* Stored entries *
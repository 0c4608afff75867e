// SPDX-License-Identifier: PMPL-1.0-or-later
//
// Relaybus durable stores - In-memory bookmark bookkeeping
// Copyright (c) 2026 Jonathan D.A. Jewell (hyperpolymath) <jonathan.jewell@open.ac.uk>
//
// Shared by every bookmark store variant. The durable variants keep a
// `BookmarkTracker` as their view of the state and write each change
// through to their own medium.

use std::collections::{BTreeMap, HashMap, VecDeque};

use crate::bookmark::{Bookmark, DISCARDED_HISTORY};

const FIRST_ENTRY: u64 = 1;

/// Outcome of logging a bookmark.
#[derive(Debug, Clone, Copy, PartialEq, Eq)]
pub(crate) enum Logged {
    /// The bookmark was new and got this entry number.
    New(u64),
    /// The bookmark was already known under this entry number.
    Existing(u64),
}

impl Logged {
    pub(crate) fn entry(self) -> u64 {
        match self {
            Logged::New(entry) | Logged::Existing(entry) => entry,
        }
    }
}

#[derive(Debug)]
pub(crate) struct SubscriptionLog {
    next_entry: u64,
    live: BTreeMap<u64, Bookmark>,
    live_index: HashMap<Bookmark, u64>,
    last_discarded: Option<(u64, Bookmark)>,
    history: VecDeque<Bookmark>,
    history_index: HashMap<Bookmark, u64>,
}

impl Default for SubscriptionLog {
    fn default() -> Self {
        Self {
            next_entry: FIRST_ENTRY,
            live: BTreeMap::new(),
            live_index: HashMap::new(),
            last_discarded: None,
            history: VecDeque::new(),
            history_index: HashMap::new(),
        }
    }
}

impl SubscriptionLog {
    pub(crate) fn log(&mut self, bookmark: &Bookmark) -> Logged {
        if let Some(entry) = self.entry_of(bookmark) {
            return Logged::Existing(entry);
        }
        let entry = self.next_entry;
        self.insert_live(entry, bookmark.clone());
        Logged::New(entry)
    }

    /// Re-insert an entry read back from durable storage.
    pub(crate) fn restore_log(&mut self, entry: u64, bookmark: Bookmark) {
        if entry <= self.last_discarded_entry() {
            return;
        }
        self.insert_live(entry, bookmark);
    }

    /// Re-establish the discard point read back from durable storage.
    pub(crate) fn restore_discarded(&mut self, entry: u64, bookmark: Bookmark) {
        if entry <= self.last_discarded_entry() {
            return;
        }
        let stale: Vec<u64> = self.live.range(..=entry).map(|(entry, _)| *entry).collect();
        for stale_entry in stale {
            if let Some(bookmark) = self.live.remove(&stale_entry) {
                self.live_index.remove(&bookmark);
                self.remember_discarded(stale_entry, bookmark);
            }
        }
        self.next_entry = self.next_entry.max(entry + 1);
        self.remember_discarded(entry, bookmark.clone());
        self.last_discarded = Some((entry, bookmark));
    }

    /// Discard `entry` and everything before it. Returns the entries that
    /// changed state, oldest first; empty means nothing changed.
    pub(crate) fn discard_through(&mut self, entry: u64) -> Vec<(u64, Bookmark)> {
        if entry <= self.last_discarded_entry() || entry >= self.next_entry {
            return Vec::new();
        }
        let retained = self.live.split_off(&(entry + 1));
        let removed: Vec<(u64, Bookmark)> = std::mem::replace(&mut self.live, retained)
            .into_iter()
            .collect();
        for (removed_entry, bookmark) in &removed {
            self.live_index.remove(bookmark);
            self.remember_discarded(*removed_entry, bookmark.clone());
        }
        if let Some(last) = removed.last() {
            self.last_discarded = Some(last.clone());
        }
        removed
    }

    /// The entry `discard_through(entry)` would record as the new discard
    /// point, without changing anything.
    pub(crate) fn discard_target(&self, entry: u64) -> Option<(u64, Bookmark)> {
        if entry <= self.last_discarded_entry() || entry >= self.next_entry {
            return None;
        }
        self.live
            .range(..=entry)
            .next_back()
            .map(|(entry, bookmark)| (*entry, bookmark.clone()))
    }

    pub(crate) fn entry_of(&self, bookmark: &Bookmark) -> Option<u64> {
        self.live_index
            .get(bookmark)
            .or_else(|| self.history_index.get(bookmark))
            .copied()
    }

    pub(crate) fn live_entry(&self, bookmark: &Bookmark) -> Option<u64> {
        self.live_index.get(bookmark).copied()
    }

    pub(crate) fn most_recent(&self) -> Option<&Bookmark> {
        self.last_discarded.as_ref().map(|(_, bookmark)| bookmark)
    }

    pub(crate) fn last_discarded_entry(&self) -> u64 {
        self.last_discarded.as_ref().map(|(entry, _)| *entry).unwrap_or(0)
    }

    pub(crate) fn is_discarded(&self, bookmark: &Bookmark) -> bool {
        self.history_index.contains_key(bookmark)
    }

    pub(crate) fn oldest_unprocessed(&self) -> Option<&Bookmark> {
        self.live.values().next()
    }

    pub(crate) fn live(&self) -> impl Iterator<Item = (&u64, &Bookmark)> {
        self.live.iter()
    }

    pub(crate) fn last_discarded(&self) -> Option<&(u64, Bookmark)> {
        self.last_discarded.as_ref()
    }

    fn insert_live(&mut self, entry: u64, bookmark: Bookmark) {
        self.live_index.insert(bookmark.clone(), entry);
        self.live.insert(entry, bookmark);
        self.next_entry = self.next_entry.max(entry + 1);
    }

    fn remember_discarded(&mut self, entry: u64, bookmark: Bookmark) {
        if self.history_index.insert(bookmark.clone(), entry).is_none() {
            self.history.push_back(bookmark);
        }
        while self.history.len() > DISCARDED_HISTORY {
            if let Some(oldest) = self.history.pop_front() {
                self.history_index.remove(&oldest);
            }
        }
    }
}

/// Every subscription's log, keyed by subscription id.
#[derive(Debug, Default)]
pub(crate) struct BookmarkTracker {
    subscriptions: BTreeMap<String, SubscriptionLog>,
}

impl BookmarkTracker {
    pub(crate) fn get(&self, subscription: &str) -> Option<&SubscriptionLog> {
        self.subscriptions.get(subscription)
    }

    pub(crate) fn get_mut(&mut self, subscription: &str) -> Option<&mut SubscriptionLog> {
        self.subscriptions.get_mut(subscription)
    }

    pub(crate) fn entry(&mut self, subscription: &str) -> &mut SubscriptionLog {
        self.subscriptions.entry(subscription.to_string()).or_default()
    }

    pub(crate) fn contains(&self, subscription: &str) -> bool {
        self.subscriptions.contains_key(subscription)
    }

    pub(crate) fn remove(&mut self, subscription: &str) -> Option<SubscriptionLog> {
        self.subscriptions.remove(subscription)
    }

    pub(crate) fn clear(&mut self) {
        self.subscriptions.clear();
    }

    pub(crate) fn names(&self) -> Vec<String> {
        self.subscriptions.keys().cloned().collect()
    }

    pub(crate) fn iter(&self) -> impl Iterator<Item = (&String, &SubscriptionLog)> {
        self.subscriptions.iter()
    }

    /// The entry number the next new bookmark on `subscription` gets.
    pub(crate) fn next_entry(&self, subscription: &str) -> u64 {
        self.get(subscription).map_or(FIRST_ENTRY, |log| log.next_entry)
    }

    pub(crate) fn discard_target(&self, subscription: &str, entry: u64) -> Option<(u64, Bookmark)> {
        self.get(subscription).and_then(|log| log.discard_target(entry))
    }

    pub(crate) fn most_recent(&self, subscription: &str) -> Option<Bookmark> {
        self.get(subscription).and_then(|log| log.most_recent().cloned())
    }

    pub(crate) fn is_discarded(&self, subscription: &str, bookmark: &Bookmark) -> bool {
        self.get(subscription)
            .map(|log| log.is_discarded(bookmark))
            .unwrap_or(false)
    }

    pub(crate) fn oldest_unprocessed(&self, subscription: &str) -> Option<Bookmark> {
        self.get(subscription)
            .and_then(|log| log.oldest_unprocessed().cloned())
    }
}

* WHAT IS BEING ASKED *
Print the data in full. Match it exactly.

* RESPONSE FOR THIS EXERCISE *
repository 0c4608afff75867e
// SPDX-License-Identifier: PMPL-1.0-or-later
//
// Relaybus durable stores - In-memory bookmark bookkeeping
// Copyright (c) 2026 Jonathan D.A. Jewell (hyperpolymath) <jonathan.jewell@open.ac.uk>
//
// Shared by every bookmark store variant. The durable variants keep a
// `BookmarkTracker` as their view of the state and write each change
// through to their own medium.

use std::collections::{BTreeMap, HashMap, VecDeque};

use crate::bookmark::{Bookmark, DISCARDED_HISTORY};

const FIRST_ENTRY: u64 = 1;

/// Outcome of logging a bookmark.
#[derive(Debug, Clone, Copy, PartialEq, Eq)]
pub(crate) enum Logged {
    /// The bookmark was new and got this entry number.
    New(u64),
    /// The bookmark was already known under this entry number.
    Existing(u64),
}

impl Logged {
    pub(crate) fn entry(self) -> u64 {
        match self {
            Logged::New(entry) | Logged::Existing(entry) => entry,
        }
    }
}

#[derive(Debug)]
pub(crate) struct SubscriptionLog {
    next_entry: u64,
    live: BTreeMap<u64, Bookmark>,
    live_index: HashMap<Bookmark, u64>,
    last_discarded: Option<(u64, Bookmark)>,
    history: VecDeque<Bookmark>,
    history_index: HashMap<Bookmark, u64>,
}

impl Default for SubscriptionLog {
    fn default() -> Self {
        Self {
            next_entry: FIRST_ENTRY,
            live: BTreeMap::new(),
            live_index: HashMap::new(),
            last_discarded: None,
            history: VecDeque::new(),
            history_index: HashMap::new(),
        }
    }
}

impl SubscriptionLog {
    pub(crate) fn log(&mut self, bookmark: &Bookmark) -> Logged {
        if let Some(entry) = self.entry_of(bookmark) {
            return Logged::Existing(entry);
        }
        let entry = self.next_entry;
        self.insert_live(entry, bookmark.clone());
        Logged::New(entry)
    }

    /// Re-insert an entry read back from durable storage.
    pub(crate) fn restore_log(&mut self, entry: u64, bookmark: Bookmark) {
        if entry <= self.last_discarded_entry() {
            return;
        }
        self.insert_live(entry, bookmark);
    }

    /// Re-establish the discard point read back from durable storage.
    pub(crate) fn restore_discarded(&mut self, entry: u64, bookmark: Bookmark) {
        if entry <= self.last_discarded_entry() {
            return;
        }
        let stale: Vec<u64> = self.live.range(..=entry).map(|(entry, _)| *entry).collect();
        for stale_entry in stale {
            if let Some(bookmark) = self.live.remove(&stale_entry) {
                self.live_index.remove(&bookmark);
                self.remember_discarded(stale_entry, bookmark);
            }
        }
        self.next_entry = self.next_entry.max(entry + 1);
        self.remember_discarded(entry, bookmark.clone());
        self.last_discarded = Some((entry, bookmark));
    }

    /// Discard `entry` and everything before it. Returns the entries that
    /// changed state, oldest first; empty means nothing changed.
    pub(crate) fn discard_through(&mut self, entry: u64) -> Vec<(u64, Bookmark)> {
        if entry <= self.last_discarded_entry() || entry >= self.next_entry {
            return Vec::new();
        }
        let retained = self.live.split_off(&(entry + 1));
        let removed: Vec<(u64, Bookmark)> = std::mem::replace(&mut self.live, retained)
            .into_iter()
            .collect();
        for (removed_entry, bookmark) in &removed {
            self.live_index.remove(bookmark);
            self.remember_discarded(*removed_entry, bookmark.clone());
        }
        if let Some(last) = removed.last() {
            self.last_discarded = Some(last.clone());
        }
        removed
    }

    /// The entry `discard_through(entry)` would record as the new discard
    /// point, without changing anything.
    pub(crate) fn discard_target(&self, entry: u64) -> Option<(u64, Bookmark)> {
        if entry <= self.last_discarded_entry() || entry >= self.next_entry {
            return None;
        }
        self.live
            .range(..=entry)
            .next_back()
            .map(|(entry, bookmark)| (*entry, bookmark.clone()))
    }

    pub(crate) fn entry_of(&self, bookmark: &Bookmark) -> Option<u64> {
        self.live_index
            .get(bookmark)
            .or_else(|| self.history_index.get(bookmark))
            .copied()
    }

    pub(crate) fn live_entry(&self, bookmark: &Bookmark) -> Option<u64> {
        self.live_index.get(bookmark).copied()
    }

    pub(crate) fn most_recent(&self) -> Option<&Bookmark> {
        self.last_discarded.as_ref().map(|(_, bookmark)| bookmark)
    }

    pub(crate) fn last_discarded_entry(&self) -> u64 {
        self.last_discarded.as_ref().map(|(entry, _)| *entry).unwrap_or(0)
    }

    pub(crate) fn is_discarded(&self, bookmark: &Bookmark) -> bool {
        self.history_index.contains_key(bookmark)
    }

    pub(crate) fn oldest_unprocessed(&self) -> Option<&Bookmark> {
        self.live.values().next()
    }

    pub(crate) fn live(&self) -> impl Iterator<Item = (&u64, &Bookmark)> {
        self.live.iter()
    }

    pub(crate) fn last_discarded(&self) -> Option<&(u64, Bookmark)> {
        self.last_discarded.as_ref()
    }

    fn insert_live(&mut self, entry: u64, bookmark: Bookmark) {
        self.live_index.insert(bookmark.clone(), entry);
        self.live.insert(entry, bookmark);
        self.next_entry = self.next_entry.max(entry + 1);
    }

    fn remember_discarded(&mut self, entry: u64, bookmark: Bookmark) {
        if self.history_index.insert(bookmark.clone(), entry).is_none() {
            self.history.push_back(bookmark);
        }
        while self.history.len() > DISCARDED_HISTORY {
            if let Some(oldest) = self.history.pop_front() {
                self.history_index.remove(&oldest);
            }
        }
    }
}

/// Every subscription's log, keyed by subscription id.
#[derive(Debug, Default)]
pub(crate) struct BookmarkTracker {
    subscriptions: BTreeMap<String, SubscriptionLog>,
}

impl BookmarkTracker {
    pub(crate) fn get(&self, subscription: &str) -> Option<&SubscriptionLog> {
        self.subscriptions.get(subscription)
    }

    pub(crate) fn get_mut(&mut self, subscription: &str) -> Option<&mut SubscriptionLog> {
        self.subscriptions.get_mut(subscription)
    }

    pub(crate) fn entry(&mut self, subscription: &str) -> &mut SubscriptionLog {
        self.subscriptions.entry(subscription.to_string()).or_default()
    }

    pub(crate) fn contains(&self, subscription: &str) -> bool {
        self.subscriptions.contains_key(subscription)
    }

    pub(crate) fn remove(&mut self, subscription: &str) -> Option<SubscriptionLog> {
        self.subscriptions.remove(subscription)
    }

    pub(crate) fn clear(&mut self) {
        self.subscriptions.clear();
    }

    pub(crate) fn names(&self) -> Vec<String> {
        self.subscriptions.keys().cloned().collect()
    }

    pub(crate) fn iter(&self) -> impl Iterator<Item = (&String, &SubscriptionLog)> {
        self.subscriptions.iter()
    }

    /// The entry number the next new bookmark on `subscription` gets.
    pub(crate) fn next_entry(&self, subscription: &str) -> u64 {
        self.get(subscription).map_or(FIRST_ENTRY, |log| log.next_entry)
    }

    pub(crate) fn discard_target(&self, subscription: &str, entry: u64) -> Option<(u64, Bookmark)> {
        self.get(subscription).and_then(|log| log.discard_target(entry))
    }

    pub(crate) fn most_recent(&self, subscription: &str) -> Option<Bookmark> {
        self.get(subscription).and_then(|log| log.most_recent().cloned())
    }

    pub(crate) fn is_discarded(&self, subscription: &str, bookmark: &Bookmark) -> bool {
        self.get(subscription)
            .map(|log| log.is_discarded(bookmark))
            .unwrap_or(false)
    }

    pub(crate) fn oldest_unprocessed(&self, subscription: &str) -> Option<Bookmark> {
        self.get(subscription)
            .and_then(|log| log.oldest_unprocessed().cloned())
    }
}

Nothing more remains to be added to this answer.